WHAT YOU NEED TO DO >> From the data below, return the exact lines starting at the line containing "with the same" and ending at the line containing "value is kept.", both included, and nothing else.

Extracted records:
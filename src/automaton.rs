use std::fmt;

use thiserror::Error;
use tracing::trace;

use crate::guard::Guard;
use crate::math::Map;
use crate::symbol::{LabeledSymbol, Symbol};

/// Index of a location in the arena of its owning [`RegisterAutomaton`].
pub type LocationId = usize;
/// Index of a transition in the arena of its owning [`RegisterAutomaton`].
pub type TransitionId = usize;

/// A named control location. Whether a location is initial is fixed when the
/// automaton is constructed; incoming and outgoing transitions are derived
/// views maintained by the owning automaton.
#[derive(Clone, Debug, PartialEq, Eq)]
pub struct Location {
    name: String,
    initial: bool,
    accepting: bool,
}

impl Location {
    /// The unique name of the location.
    pub fn name(&self) -> &str {
        &self.name
    }

    /// Whether this is the initial location of its automaton.
    pub fn is_initial(&self) -> bool {
        self.initial
    }

    /// Whether the location is accepting.
    pub fn is_accepting(&self) -> bool {
        self.accepting
    }
}

/// A guarded, assigning transition. Endpoints are stored as arena indices
/// into the owning automaton, which keeps the structure free of reference
/// cycles and makes copies cheap.
#[derive(Clone, Debug, PartialEq, Eq)]
pub struct Transition {
    from: LocationId,
    symbol: LabeledSymbol,
    guard: Guard,
    assignment: Map<String, Symbol>,
    to: LocationId,
}

impl Transition {
    /// The source location.
    pub fn from(&self) -> LocationId {
        self.from
    }

    /// The input symbol read by the transition.
    pub fn symbol(&self) -> &LabeledSymbol {
        &self.symbol
    }

    /// The guard of the transition.
    pub fn guard(&self) -> &Guard {
        &self.guard
    }

    /// The register updates, keyed by target register name.
    pub fn assignment(&self) -> &Map<String, Symbol> {
        &self.assignment
    }

    /// The target location.
    pub fn to(&self) -> LocationId {
        self.to
    }

    /// Whether source and target coincide.
    pub fn is_self_loop(&self) -> bool {
        self.from == self.to
    }
}

/// Errors raised while growing a [`RegisterAutomaton`].
#[derive(Debug, Clone, PartialEq, Eq, Error)]
pub enum BuildError {
    /// A location or register was re-declared with conflicting properties.
    #[error("`{name}` re-declared with conflicting properties: {details}")]
    InconsistentDeclaration {
        /// Name of the re-declared entity.
        name: String,
        /// What changed between the declarations.
        details: String,
    },
    /// A transition endpoint does not exist.
    #[error("unknown location `{0}`")]
    UnknownLocation(String),
    /// An assignment targets a register the automaton does not have.
    #[error("assignment targets unknown register `{0}`")]
    UnknownAssignmentTarget(String),
    /// A guard or assignment uses a symbol that is neither a register of the
    /// automaton nor a parameter of the transition's input symbol.
    #[error("`{used}` is neither a register nor a parameter of `{symbol}`")]
    UnresolvedSymbol {
        /// The offending symbol.
        used: Symbol,
        /// The input symbol of the transition being added.
        symbol: String,
    },
}

/// A register automaton under construction. Locations, registers and
/// transitions live in dense arenas owned by the automaton; the structure is
/// append-only and never shrinks. Exactly one location is initial, fixed at
/// construction time.
#[derive(Clone, Debug)]
pub struct RegisterAutomaton {
    locations: Vec<Location>,
    location_ids: Map<String, LocationId>,
    registers: Map<String, Option<i64>>,
    transitions: Vec<Transition>,
    outgoing: Vec<Vec<TransitionId>>,
    incoming: Vec<Vec<TransitionId>>,
}

impl RegisterAutomaton {
    /// Creates an empty automaton whose initial location carries the given
    /// name and acceptance.
    pub fn new(initial_name: impl Into<String>, accepting: bool) -> Self {
        let name = initial_name.into();
        let mut location_ids = Map::default();
        location_ids.insert(name.clone(), 0);
        Self {
            locations: vec![Location { name, initial: true, accepting }],
            location_ids,
            registers: Map::default(),
            transitions: Vec::new(),
            outgoing: vec![Vec::new()],
            incoming: vec![Vec::new()],
        }
    }

    /// The initial location.
    pub fn initial_location(&self) -> &Location {
        &self.locations[0]
    }

    /// The arena index of the initial location.
    pub fn initial_id(&self) -> LocationId {
        0
    }

    /// The number of locations.
    pub fn size(&self) -> usize {
        self.locations.len()
    }

    /// The location stored at the given arena index.
    pub fn location(&self, id: LocationId) -> &Location {
        &self.locations[id]
    }

    /// Looks a location up by name.
    pub fn location_id(&self, name: &str) -> Option<LocationId> {
        self.location_ids.get(name).copied()
    }

    /// All locations in insertion order, with their arena indices.
    pub fn locations(&self) -> impl Iterator<Item = (LocationId, &Location)> {
        self.locations.iter().enumerate()
    }

    /// The accepting locations, in insertion order.
    pub fn accepting_locations(&self) -> impl Iterator<Item = (LocationId, &Location)> {
        self.locations().filter(|(_, location)| location.is_accepting())
    }

    /// The registers with their optional initial values, in insertion order.
    pub fn registers(&self) -> impl Iterator<Item = (&str, Option<i64>)> {
        self.registers.iter().map(|(name, value)| (name.as_str(), *value))
    }

    /// Whether the automaton declares a register with the given name.
    pub fn has_register(&self, name: &str) -> bool {
        self.registers.contains_key(name)
    }

    /// The partial initial valuation, restricted to initialised registers.
    pub fn initial_valuation(&self) -> impl Iterator<Item = (&str, i64)> {
        self.registers
            .iter()
            .filter_map(|(name, value)| value.map(|value| (name.as_str(), value)))
    }

    /// Whether any register carries an initial value.
    pub fn has_initialized_register(&self) -> bool {
        self.registers.values().any(Option::is_some)
    }

    /// All transitions in insertion order, with their arena indices.
    pub fn transitions(&self) -> impl Iterator<Item = (TransitionId, &Transition)> {
        self.transitions.iter().enumerate()
    }

    /// The number of transitions.
    pub fn transition_count(&self) -> usize {
        self.transitions.len()
    }

    /// The transition stored at the given arena index.
    pub fn transition(&self, id: TransitionId) -> &Transition {
        &self.transitions[id]
    }

    /// Indices of the transitions leaving the given location.
    pub fn outgoing(&self, location: LocationId) -> &[TransitionId] {
        &self.outgoing[location]
    }

    /// Indices of the transitions entering the given location.
    pub fn incoming(&self, location: LocationId) -> &[TransitionId] {
        &self.incoming[location]
    }

    /// Indices of the self-loop transitions on the given location.
    pub fn self_loops(&self, location: LocationId) -> Vec<TransitionId> {
        self.outgoing[location]
            .iter()
            .copied()
            .filter(|&id| self.transitions[id].is_self_loop())
            .collect()
    }

    /// Declares a location. Re-declaring a known location with the same
    /// acceptance returns the existing index, a conflicting re-declaration
    /// fails.
    pub fn add_location(&mut self, name: &str, accepting: bool) -> Result<LocationId, BuildError> {
        if let Some(&id) = self.location_ids.get(name) {
            let existing = &self.locations[id];
            if existing.accepting != accepting {
                return Err(BuildError::InconsistentDeclaration {
                    name: name.to_string(),
                    details: format!(
                        "accepting changed from {} to {accepting}",
                        existing.accepting
                    ),
                });
            }
            return Ok(id);
        }

        let id = self.locations.len();
        self.locations.push(Location { name: name.to_string(), initial: false, accepting });
        self.location_ids.insert(name.to_string(), id);
        self.outgoing.push(Vec::new());
        self.incoming.push(Vec::new());
        trace!("added location `{name}` at index {id}");
        Ok(id)
    }

    /// Declares an uninitialised register. Idempotent; an existing initial
    /// value is kept.
    pub fn add_register(&mut self, name: &str) -> Result<(), BuildError> {
        self.declare_register(name, None)
    }

    /// Declares a register with an initial value. Re-declaring may neither
    /// introduce nor change an initial valuation.
    pub fn add_initialized_register(&mut self, name: &str, value: i64) -> Result<(), BuildError> {
        self.declare_register(name, Some(value))
    }

    fn declare_register(&mut self, name: &str, value: Option<i64>) -> Result<(), BuildError> {
        match (self.registers.get(name), value) {
            (None, _) => {
                self.registers.insert(name.to_string(), value);
                Ok(())
            }
            // re-declaration without a value keeps whatever is there
            (Some(_), None) => Ok(()),
            (Some(Some(existing)), Some(new)) if *existing == new => Ok(()),
            (Some(existing), Some(new)) => Err(BuildError::InconsistentDeclaration {
                name: name.to_string(),
                details: format!("initial value changed from {existing:?} to {new}"),
            }),
        }
    }

    /// Appends a transition. No deduplication is performed; adding a
    /// structurally identical transition twice yields two transitions. The
    /// endpoints must exist, assignment targets must be registers, and every
    /// symbol used by the guard or the assignment sources must be a register
    /// of the automaton or a parameter of `symbol`.
    pub fn add_transition(
        &mut self,
        from: &str,
        symbol: LabeledSymbol,
        guard: Guard,
        assignment: Map<String, Symbol>,
        to: &str,
    ) -> Result<TransitionId, BuildError> {
        let from_id = self
            .location_id(from)
            .ok_or_else(|| BuildError::UnknownLocation(from.to_string()))?;
        let to_id = self
            .location_id(to)
            .ok_or_else(|| BuildError::UnknownLocation(to.to_string()))?;

        for used in guard.free_variables() {
            self.check_resolvable(&used, &symbol)?;
        }
        for (target, source) in &assignment {
            if !self.registers.contains_key(target) {
                return Err(BuildError::UnknownAssignmentTarget(target.clone()));
            }
            self.check_resolvable(source, &symbol)?;
        }

        let id = self.transitions.len();
        self.transitions.push(Transition { from: from_id, symbol, guard, assignment, to: to_id });
        self.outgoing[from_id].push(id);
        self.incoming[to_id].push(id);
        Ok(id)
    }

    fn check_resolvable(&self, used: &Symbol, symbol: &LabeledSymbol) -> Result<(), BuildError> {
        let known = match used {
            Symbol::Register(name) => self.registers.contains_key(name),
            Symbol::Parameter(_) => symbol.binds(used),
        };
        if known {
            Ok(())
        } else {
            Err(BuildError::UnresolvedSymbol {
                used: used.clone(),
                symbol: symbol.label().to_string(),
            })
        }
    }
}

impl fmt::Display for RegisterAutomaton {
    fn fmt(&self, f: &mut fmt::Formatter<'_>) -> fmt::Result {
        writeln!(f, "initial: {}", self.initial_location().name())?;
        for (_, location) in self.locations() {
            writeln!(
                f,
                "location {}{}",
                location.name(),
                if location.is_accepting() { " (accepting)" } else { "" }
            )?;
        }
        for (_, transition) in self.transitions() {
            writeln!(
                f,
                "  {} --{}[{}]--> {}",
                self.locations[transition.from()].name(),
                transition.symbol(),
                transition.guard(),
                self.locations[transition.to()].name(),
            )?;
        }
        Ok(())
    }
}

#[cfg(test)]
mod tests {
    use super::{BuildError, RegisterAutomaton};
    use crate::guard::Guard;
    use crate::math::Map;
    use crate::symbol::{LabeledSymbol, Symbol};

    fn letter(label: &str) -> LabeledSymbol {
        LabeledSymbol::with_arity(label, 1)
    }

    #[test]
    fn location_declaration_is_idempotent() {
        let mut ra = RegisterAutomaton::new("q0", false);
        let q1 = ra.add_location("q1", true).unwrap();
        assert_eq!(ra.add_location("q1", true), Ok(q1));
        assert!(matches!(
            ra.add_location("q1", false),
            Err(BuildError::InconsistentDeclaration { .. })
        ));
        assert_eq!(ra.size(), 2);
    }

    #[test]
    fn initial_location_is_the_constructed_one() {
        let mut ra = RegisterAutomaton::new("q0", false);
        ra.add_location("q1", true).unwrap();
        assert_eq!(ra.initial_location().name(), "q0");
        assert!(ra.initial_location().is_initial());
        assert!(!ra.location(1).is_initial());
    }

    #[test]
    fn register_redeclaration_must_not_change_the_valuation() {
        let mut ra = RegisterAutomaton::new("q0", false);
        ra.add_register("x").unwrap();
        assert_eq!(ra.add_register("x"), Ok(()));
        assert!(matches!(
            ra.add_initialized_register("x", 3),
            Err(BuildError::InconsistentDeclaration { .. })
        ));

        ra.add_initialized_register("y", 7).unwrap();
        assert_eq!(ra.add_initialized_register("y", 7), Ok(()));
        assert_eq!(ra.add_register("y"), Ok(()));
        assert_eq!(ra.initial_valuation().collect::<Vec<_>>(), vec![("y", 7)]);
    }

    #[test]
    fn transitions_resolve_endpoints_and_symbols() {
        let mut ra = RegisterAutomaton::new("q0", false);
        ra.add_location("q1", true).unwrap();
        ra.add_register("x").unwrap();

        let guard = Guard::eq(Symbol::parameter("p0"), Symbol::register("x"));
        let mut assignment = Map::default();
        assignment.insert("x".to_string(), Symbol::parameter("p0"));
        ra.add_transition("q0", letter("a"), guard, assignment, "q1").unwrap();

        assert_eq!(ra.outgoing(0), &[0]);
        assert_eq!(ra.incoming(1), &[0]);
        assert!(ra.self_loops(0).is_empty());

        assert!(matches!(
            ra.add_transition("q0", letter("a"), Guard::True, Map::default(), "nowhere"),
            Err(BuildError::UnknownLocation(_))
        ));
        assert!(matches!(
            ra.add_transition(
                "q0",
                letter("a"),
                Guard::eq(Symbol::register("unknown"), Symbol::parameter("p0")),
                Map::default(),
                "q1"
            ),
            Err(BuildError::UnresolvedSymbol { .. })
        ));
        let mut bad = Map::default();
        bad.insert("nope".to_string(), Symbol::parameter("p0"));
        assert!(matches!(
            ra.add_transition("q0", letter("a"), Guard::True, bad, "q1"),
            Err(BuildError::UnknownAssignmentTarget(_))
        ));
    }

    #[test]
    fn identical_transitions_are_not_deduplicated() {
        let mut ra = RegisterAutomaton::new("q0", true);
        ra.add_transition("q0", letter("a"), Guard::True, Map::default(), "q0").unwrap();
        ra.add_transition("q0", letter("a"), Guard::True, Map::default(), "q0").unwrap();
        assert_eq!(ra.transition_count(), 2);
        assert_eq!(ra.self_loops(0).len(), 2);
    }
}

RESPONSE >>
    /// Declares a location. Re-declaring a known location with the same
    /// acceptance returns the existing index, a conflicting re-declaration
    /// fails.
    pub fn add_location(&mut self, name: &str, accepting: bool) -> Result<LocationId, BuildError> {
        if let Some(&id) = self.location_ids.get(name) {
            let existing = &self.locations[id];
            if existing.accepting != accepting {
                return Err(BuildError::InconsistentDeclaration {
                    name: name.to_string(),
                    details: format!(
                        "accepting changed from {} to {accepting}",
                        existing.accepting
                    ),
                });
            }
            return Ok(id);
        }

        let id = self.locations.len();
        self.locations.push(Location { name: name.to_string(), initial: false, accepting });
        self.location_ids.insert(name.to_string(), id);
        self.outgoing.push(Vec::new());
        self.incoming.push(Vec::new());
        trace!("added location `{name}` at index {id}");
        Ok(id)
    }

    /// Declares an uninitialised register. Idempotent; an existing initial
    /// value is kept.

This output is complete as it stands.